ACTIVITY ▸
The answer must consist of every line below that contains the word "ContributionPeriod".

══ DATA ══

//! Contribution and severance decomposition.
//!
//! Two views of the same money: a raw capture of every contribution or
//! severance related field for traceability, and typed totals bucketed
//! by payer role, regulatory period, and severance category.

use std::collections::{BTreeMap, HashSet};

use tracing::debug;

use crate::document::{Document, NodeId};
use crate::models::record::{ContributionPeriod, ContributionTotal, PayerRole, SeveranceTotal};

use super::resolve::{child_amount, nested_named};
use super::tags::{
    BALANCE_EXPLICIT_TAGS, BALANCE_KEYWORD_FRAGMENTS, BLOCK_ITROT_TAG, FALLBACK_AMOUNT_TAG,
    PERUT_YITRA_LETKUFA_TAG, PERUT_YITROT_TAG, REKIV_TAG, SEVERANCE_SOURCE_TAGS,
    SHICHVA_AMOUNT_TAG, SUG_HAFRASHA_TAG, TECHULAT_TAG,
};
use super::value::sum_segments;

/// Capture raw contribution and severance related fields.
///
/// A tag qualifies by exact name or by carrying a contribution or
/// severance fragment. Repeated values are deduplicated per tag and
/// joined with `" | "`.
pub fn collect_balance_fields(doc: &Document, account: NodeId) -> BTreeMap<String, String> {
    let mut collected: BTreeMap<String, Vec<String>> = BTreeMap::new();
    for node in doc.subtree(account) {
        if let Some(text) = doc.text(node) {
            let tag = doc.tag(node);
            let upper = tag.to_uppercase();
            let explicit = BALANCE_EXPLICIT_TAGS.contains(&tag);
            let keyword = BALANCE_KEYWORD_FRAGMENTS.iter().any(|f| upper.contains(f));
            if explicit || keyword {
                collected
                    .entry(tag.to_string())
                    .or_default()
                    .push(text.to_string());
            }
        }
    }

    let mut fields = BTreeMap::new();
    for (tag, values) in collected {
        let mut seen: HashSet<&str> = HashSet::new();
        let mut unique: Vec<&str> = Vec::new();
        for value in &values {
            if seen.insert(value.as_str()) {
                unique.push(value.as_str());
            }
        }
        fields.insert(tag, unique.join(" | "));
    }
    fields
}

/// Decompose severance amounts into fixed categories from the captured fields.
pub fn severance_components(balance_fields: &BTreeMap<String, String>) -> Vec<SeveranceTotal> {
    let mut components = Vec::new();
    if balance_fields.is_empty() {
        return components;
    }
    for &(category, tags) in SEVERANCE_SOURCE_TAGS {
        let total: f64 = tags
            .iter()
            .filter_map(|tag| balance_fields.get(*tag))
            .map(|value| sum_segments(value))
            .sum();
        if total != 0.0 {
            components.push(SeveranceTotal { category, amount: total });
        }
    }
    components
}

/// Bucket contribution amounts by payer role and regulatory period.
///
/// Layer records under the balance blocks are authoritative. A role
/// with no layer data at all is recovered from deposit-type codes on
/// the per-track summaries, coarsened into the after-2000 bucket since
/// those rows carry no period of their own.
pub fn contribution_buckets(doc: &Document, account: NodeId) -> Vec<ContributionTotal> {
    let mut totals: BTreeMap<(PayerRole, ContributionPeriod), f64> = BTreeMap::new();
    let mut employee_has_layers = false;
    let mut employer_has_layers = false;

    for layer in nested_named(doc, account, BLOCK_ITROT_TAG, PERUT_YITRA_LETKUFA_TAG) {
        let amount = match child_amount(doc, layer, SHICHVA_AMOUNT_TAG) {
            Some(amount) => amount,
            None => continue,
        };
        let role = match doc
            .child_text(layer, REKIV_TAG)
            .and_then(PayerRole::from_rekiv_code)
        {
            Some(role) => role,
            None => continue,
        };
        let period = match doc
            .child_text(layer, TECHULAT_TAG)
            .and_then(ContributionPeriod::from_techulat_code)
        {
            Some(period) => period,
            None => continue,
        };

        match role {
            PayerRole::Employee => employee_has_layers = true,
            PayerRole::Employer => employer_has_layers = true,
        }
        *totals.entry((role, period)).or_insert(0.0) += amount;
    }

    if !employee_has_layers || !employer_has_layers {
        for summary in nested_named(doc, account, BLOCK_ITROT_TAG, PERUT_YITROT_TAG) {
            let sug = match doc.child_text(summary, SUG_HAFRASHA_TAG) {
                Some(sug) => sug,
                None => continue,
            };
            let amount = match child_amount(doc, summary, FALLBACK_AMOUNT_TAG) {
                Some(amount) => amount,
                None => continue,
            };
            let role = match PayerRole::from_hafrasha_code(sug) {
                Some(PayerRole::Employee) if !employee_has_layers => PayerRole::Employee,
                Some(PayerRole::Employer) if !employer_has_layers => PayerRole::Employer,
                _ => continue,
            };
            debug!("Recovered {:?} contribution from deposit-type code {}", role, sug);
            *totals.entry((role, ContributionPeriod::After2000)).or_insert(0.0) += amount;
        }
    }

    let mut buckets = Vec::new();
    for &role in &PayerRole::ALL {
        for &period in &ContributionPeriod::ALL {
            if let Some(&amount) = totals.get(&(role, period)) {
                if amount != 0.0 {
                    buckets.push(ContributionTotal { role, period, amount });
                }
            }
        }
    }
    buckets
}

═══

RESULT OF THE EXERCISE ▸
use crate::models::record::{ContributionPeriod, ContributionTotal, PayerRole, SeveranceTotal};
    let mut totals: BTreeMap<(PayerRole, ContributionPeriod), f64> = BTreeMap::new();
            .and_then(ContributionPeriod::from_techulat_code)
            *totals.entry((role, ContributionPeriod::After2000)).or_insert(0.0) += amount;
        for &period in &ContributionPeriod::ALL {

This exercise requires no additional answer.